Young Guns Hit the Trading Floor

Fresh-faced yet experienced graduates are entering investment firms in strong numbers. And this crop of bright young things is bringing new skills and placing new demands on the buyside.

By Maggie Patrick

While many young people dream of jobs at Google and Snapchat-or starting the next Web 2.0 giant-there are still plenty of smart, ambitious twentysomethings looking to be analysts, investment bankers and traders inside asset management firms and hedge funds. This spring, Varun Tomar receives his master's in financial engineering from the University of California at Berkeley, and he already has a job lined up. The 26-year-old, whose family relocated to the U.S. from New Delhi, India, in 2005, will pack his bags and move to Chicago. He begins his new career as a quantitative trader on the currency and U.S. Treasury desk at Sun Trading, a quant hedge fund with offices on South Wacker Drive.

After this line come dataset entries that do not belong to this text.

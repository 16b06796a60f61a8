//! Tensor-product 2D interpolation for surfaces.

use super::constrained_spline::ConstrainedCubicSpline;
use super::Interpolator;
use crate::types::InterpolationError;
use num_traits::Float;

/// Tensor-product constrained-spline interpolator for 2D grid data.
///
/// Stores a 2D grid of values z(x, y) and composes two passes of the
/// univariate [`ConstrainedCubicSpline`] to compute values at arbitrary
/// (x, y) coordinates: pass 1 interpolates every grid row at `y`, pass 2
/// interpolates the per-row results at `x`. Because the univariate spline
/// clamps at its boundaries, queries outside the grid return the nearest
/// boundary profile instead of erroring.
///
/// # Type Parameters
///
/// * `T` - Floating-point type (e.g., `f64`, `f32`)
///
/// # Grid Layout
///
/// The grid is stored as `zs[i][j] = z(xs[i], ys[j])` where:
/// - `xs` defines the x-axis coordinates (rows)
/// - `ys` defines the y-axis coordinates (columns)
///
/// # Example
///
/// ```
/// use surface_core::math::interpolators::TensorSplineInterpolator;
///
/// let xs: [f64; 2] = [1.0, 2.0];
/// let ys = [0.05, 0.10];
/// let zs = [
///     [0.3, 0.6],
///     [0.5, 0.1],
/// ];
///
/// let interp = TensorSplineInterpolator::new(&xs, &ys, &zs).unwrap();
/// let z = interp.interpolate(1.5, 0.075).unwrap();
/// assert!((z - 0.375).abs() < 1e-12);
/// ```
#[derive(Debug, Clone)]
pub struct TensorSplineInterpolator<T: Float> {
    /// X-axis coordinates (rows)
    xs: Vec<T>,
    /// Y-axis coordinates (columns)
    ys: Vec<T>,
    /// One univariate spline per row, over `(ys, zs[i])`
    row_splines: Vec<ConstrainedCubicSpline<T>>,
}

impl<T: Float> TensorSplineInterpolator<T> {
    /// Construct a tensor-product interpolator from grid data.
    ///
    /// Row splines are built once here and reused across queries; the
    /// second-pass spline depends on the query and is built per call.
    ///
    /// # Arguments
    ///
    /// * `xs` - Slice of x-axis coordinates (strictly increasing, length >= 2)
    /// * `ys` - Slice of y-axis coordinates (strictly increasing, length >= 2)
    /// * `zs` - Rows of grid values, `zs[i][j] = z(xs[i], ys[j])`
    ///
    /// # Returns
    ///
    /// * `Ok(TensorSplineInterpolator)` - Successfully constructed interpolator
    /// * `Err(InterpolationError::InsufficientData)` - Fewer than 2 points on an axis
    /// * `Err(InterpolationError::InvalidInput)` - Grid dimensions don't match axis lengths
    pub fn new(
        xs: &[T],
        ys: &[T],
        zs: &[impl AsRef<[T]>],
    ) -> Result<Self, InterpolationError> {
        if xs.len() < 2 {
            return Err(InterpolationError::InsufficientData {
                got: xs.len(),
                need: 2,
            });
        }
        if ys.len() < 2 {
            return Err(InterpolationError::InsufficientData {
                got: ys.len(),
                need: 2,
            });
        }

        if zs.len() != xs.len() {
            return Err(InterpolationError::InvalidInput(format!(
                "Grid rows ({}) must match x-axis length ({})",
                zs.len(),
                xs.len()
            )));
        }

        let mut row_splines = Vec::with_capacity(zs.len());
        for (i, row) in zs.iter().enumerate() {
            let row = row.as_ref();
            if row.len() != ys.len() {
                return Err(InterpolationError::InvalidInput(format!(
                    "Grid row {} length ({}) must match y-axis length ({})",
                    i,
                    row.len(),
                    ys.len()
                )));
            }
            row_splines.push(ConstrainedCubicSpline::new(ys, row)?);
        }

        Ok(Self {
            xs: xs.to_vec(),
            ys: ys.to_vec(),
            row_splines,
        })
    }

    /// Interpolate the value at point (x, y).
    ///
    /// Pass 1 evaluates every row spline at `y`, producing one value per
    /// x-axis position; pass 2 interpolates those values at `x`. Either
    /// pass clamps when its query coordinate is outside the axis span.
    ///
    /// # Arguments
    ///
    /// * `x` - X coordinate (row axis)
    /// * `y` - Y coordinate (column axis)
    ///
    /// # Returns
    ///
    /// * `Ok(z)` - The interpolated value
    /// * `Err(InterpolationError)` - If a row or the intermediate column
    ///   is degenerate for the constrained solve
    pub fn interpolate(&self, x: T, y: T) -> Result<T, InterpolationError> {
        let intermediates: Vec<T> = self
            .row_splines
            .iter()
            .map(|spline| spline.interpolate(y))
            .collect::<Result<_, _>>()?;

        ConstrainedCubicSpline::new(&self.xs, &intermediates)?.interpolate(x)
    }

    /// Return the valid interpolation domain for x.
    #[inline]
    pub fn domain_x(&self) -> (T, T) {
        (self.xs[0], self.xs[self.xs.len() - 1])
    }

    /// Return the valid interpolation domain for y.
    #[inline]
    pub fn domain_y(&self) -> (T, T) {
        (self.ys[0], self.ys[self.ys.len() - 1])
    }

    /// Returns a reference to the x-axis coordinates.
    #[inline]
    pub fn xs(&self) -> &[T] {
        &self.xs
    }

    /// Returns a reference to the y-axis coordinates.
    #[inline]
    pub fn ys(&self) -> &[T] {
        &self.ys
    }
}

#[cfg(test)]
mod tests {
    use super::*;
    use approx::assert_relative_eq;

    // ========================================
    // Construction Tests
    // ========================================

    #[test]
    fn test_new_minimum_grid() {
        let xs = [0.0, 1.0];
        let ys = [0.0, 1.0];
        let zs = [[0.1, 0.2], [0.3, 0.4]];
        assert!(TensorSplineInterpolator::new(&xs, &ys, &zs).is_ok());
    }

    #[test]
    fn test_new_insufficient_x_axis() {
        let xs = [0.0];
        let ys = [0.0, 1.0];
        let zs = [[0.1, 0.2]];
        let result = TensorSplineInterpolator::new(&xs, &ys, &zs);
        match result.unwrap_err() {
            InterpolationError::InsufficientData { got, need } => {
                assert_eq!(got, 1);
                assert_eq!(need, 2);
            }
            _ => panic!("Expected InsufficientData error"),
        }
    }

    #[test]
    fn test_new_insufficient_y_axis() {
        let xs = [0.0, 1.0];
        let ys = [0.0];
        let zs = [[0.1], [0.2]];
        let result = TensorSplineInterpolator::new(&xs, &ys, &zs);
        assert!(result.is_err());
    }

    #[test]
    fn test_new_grid_rows_mismatch() {
        let xs = [0.0, 1.0, 2.0];
        let ys = [0.0, 1.0];
        let zs = [[0.1, 0.2], [0.3, 0.4]];
        let result = TensorSplineInterpolator::new(&xs, &ys, &zs);
        match result.unwrap_err() {
            InterpolationError::InvalidInput(msg) => assert!(msg.contains("rows")),
            _ => panic!("Expected InvalidInput error"),
        }
    }

    #[test]
    fn test_new_grid_cols_mismatch() {
        let xs = [0.0, 1.0];
        let ys = [0.0, 1.0, 2.0];
        let zs = [[0.1, 0.2], [0.3, 0.4]];
        let result = TensorSplineInterpolator::new(&xs, &ys, &zs);
        match result.unwrap_err() {
            InterpolationError::InvalidInput(msg) => assert!(msg.contains("row")),
            _ => panic!("Expected InvalidInput error"),
        }
    }

    // ========================================
    // Domain Tests
    // ========================================

    #[test]
    fn test_domains() {
        let xs = [1.0, 2.0, 4.0];
        let ys = [0.1, 0.5];
        let zs = [[0.2, 0.3], [0.4, 0.5], [0.6, 0.7]];
        let interp = TensorSplineInterpolator::new(&xs, &ys, &zs).unwrap();
        assert_eq!(interp.domain_x(), (1.0, 4.0));
        assert_eq!(interp.domain_y(), (0.1, 0.5));
        assert_eq!(interp.xs(), &[1.0, 2.0, 4.0]);
        assert_eq!(interp.ys(), &[0.1, 0.5]);
    }

    // ========================================
    // Interpolation Tests
    // ========================================

    #[test]
    fn test_interpolate_at_grid_points_2x2() {
        let xs = [1.0, 2.0];
        let ys = [0.05, 0.10];
        let zs = [[0.3, 0.6], [0.5, 0.1]];
        let interp = TensorSplineInterpolator::new(&xs, &ys, &zs).unwrap();

        assert_relative_eq!(interp.interpolate(1.0, 0.05).unwrap(), 0.3, epsilon = 1e-14);
        assert_relative_eq!(interp.interpolate(1.0, 0.10).unwrap(), 0.6, epsilon = 1e-14);
        assert_relative_eq!(interp.interpolate(2.0, 0.05).unwrap(), 0.5, epsilon = 1e-14);
        assert_relative_eq!(interp.interpolate(2.0, 0.10).unwrap(), 0.1, epsilon = 1e-14);
    }

    #[test]
    fn test_interpolate_center_of_2x2_grid() {
        // Both passes are linear for 2-point axes, so the center is the
        // average of the four corners.
        let xs = [1.0, 2.0];
        let ys = [0.05, 0.10];
        let zs = [[0.3, 0.6], [0.5, 0.1]];
        let interp = TensorSplineInterpolator::new(&xs, &ys, &zs).unwrap();
        let z = interp.interpolate(1.5, 0.075).unwrap();
        assert_relative_eq!(z, (0.3 + 0.6 + 0.5 + 0.1) / 4.0, epsilon = 1e-12);
    }

    #[test]
    fn test_interpolate_at_grid_points_3x3() {
        let xs = [0.25, 0.5, 1.0];
        let ys = [0.1, 0.25, 0.5];
        let zs = [
            [0.22, 0.20, 0.21],
            [0.23, 0.26, 0.22],
            [0.24, 0.22, 0.27],
        ];
        let interp = TensorSplineInterpolator::new(&xs, &ys, &zs).unwrap();
        for (i, &x) in xs.iter().enumerate() {
            for (j, &y) in ys.iter().enumerate() {
                let z = interp.interpolate(x, y).unwrap();
                assert_relative_eq!(z, zs[i][j], epsilon = 1e-9);
            }
        }
    }

    #[test]
    fn test_interpolate_clamps_outside_grid() {
        let xs = [1.0, 2.0];
        let ys = [0.05, 0.10];
        let zs = [[0.3, 0.6], [0.5, 0.1]];
        let interp = TensorSplineInterpolator::new(&xs, &ys, &zs).unwrap();

        // Below both axes: the (x0, y0) corner.
        assert_relative_eq!(interp.interpolate(0.0, 0.0).unwrap(), 0.3, epsilon = 1e-14);
        // Above both axes: the (x1, y1) corner.
        assert_relative_eq!(interp.interpolate(9.0, 1.0).unwrap(), 0.1, epsilon = 1e-14);
        // Outside one axis only: clamped edge profile, interpolated on the other.
        assert_relative_eq!(
            interp.interpolate(1.5, 0.0).unwrap(),
            (0.3 + 0.5) / 2.0,
            epsilon = 1e-12
        );
    }

    #[test]
    fn test_interpolate_degenerate_row_errors() {
        // A flat 3-point row breaks the inverse-slope heuristic of the
        // constrained derivative.
        let xs = [1.0, 2.0];
        let ys = [0.1, 0.2, 0.3];
        let zs = [[0.5, 0.5, 0.5], [0.2, 0.3, 0.4]];
        let interp = TensorSplineInterpolator::new(&xs, &ys, &zs).unwrap();
        let result = interp.interpolate(1.5, 0.15);
        assert!(matches!(
            result.unwrap_err(),
            InterpolationError::FlatSegment { .. }
        ));
    }

    #[test]
    fn test_with_f32() {
        let xs: [f32; 2] = [0.0, 1.0];
        let ys: [f32; 2] = [0.0, 1.0];
        let zs: [[f32; 2]; 2] = [[0.1, 0.2], [0.3, 0.4]];
        let interp = TensorSplineInterpolator::new(&xs, &ys, &zs).unwrap();
        let z = interp.interpolate(0.5_f32, 0.5_f32).unwrap();
        assert!(z.is_finite());
    }
}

As an undergrad computer engineering student at University of Michigan, Tomar became well versed in C++ programming and then went to work at Spot Trading writing algos and watching them go live. Tomar worked at the Chicago prop trading firm for three and a half years, up until January 2013, before starting his graduate work. Now, he looks forward to being the person creating the trading strategy, maximizing his P&L and putting those younger quants-his former self-to work on his own terms.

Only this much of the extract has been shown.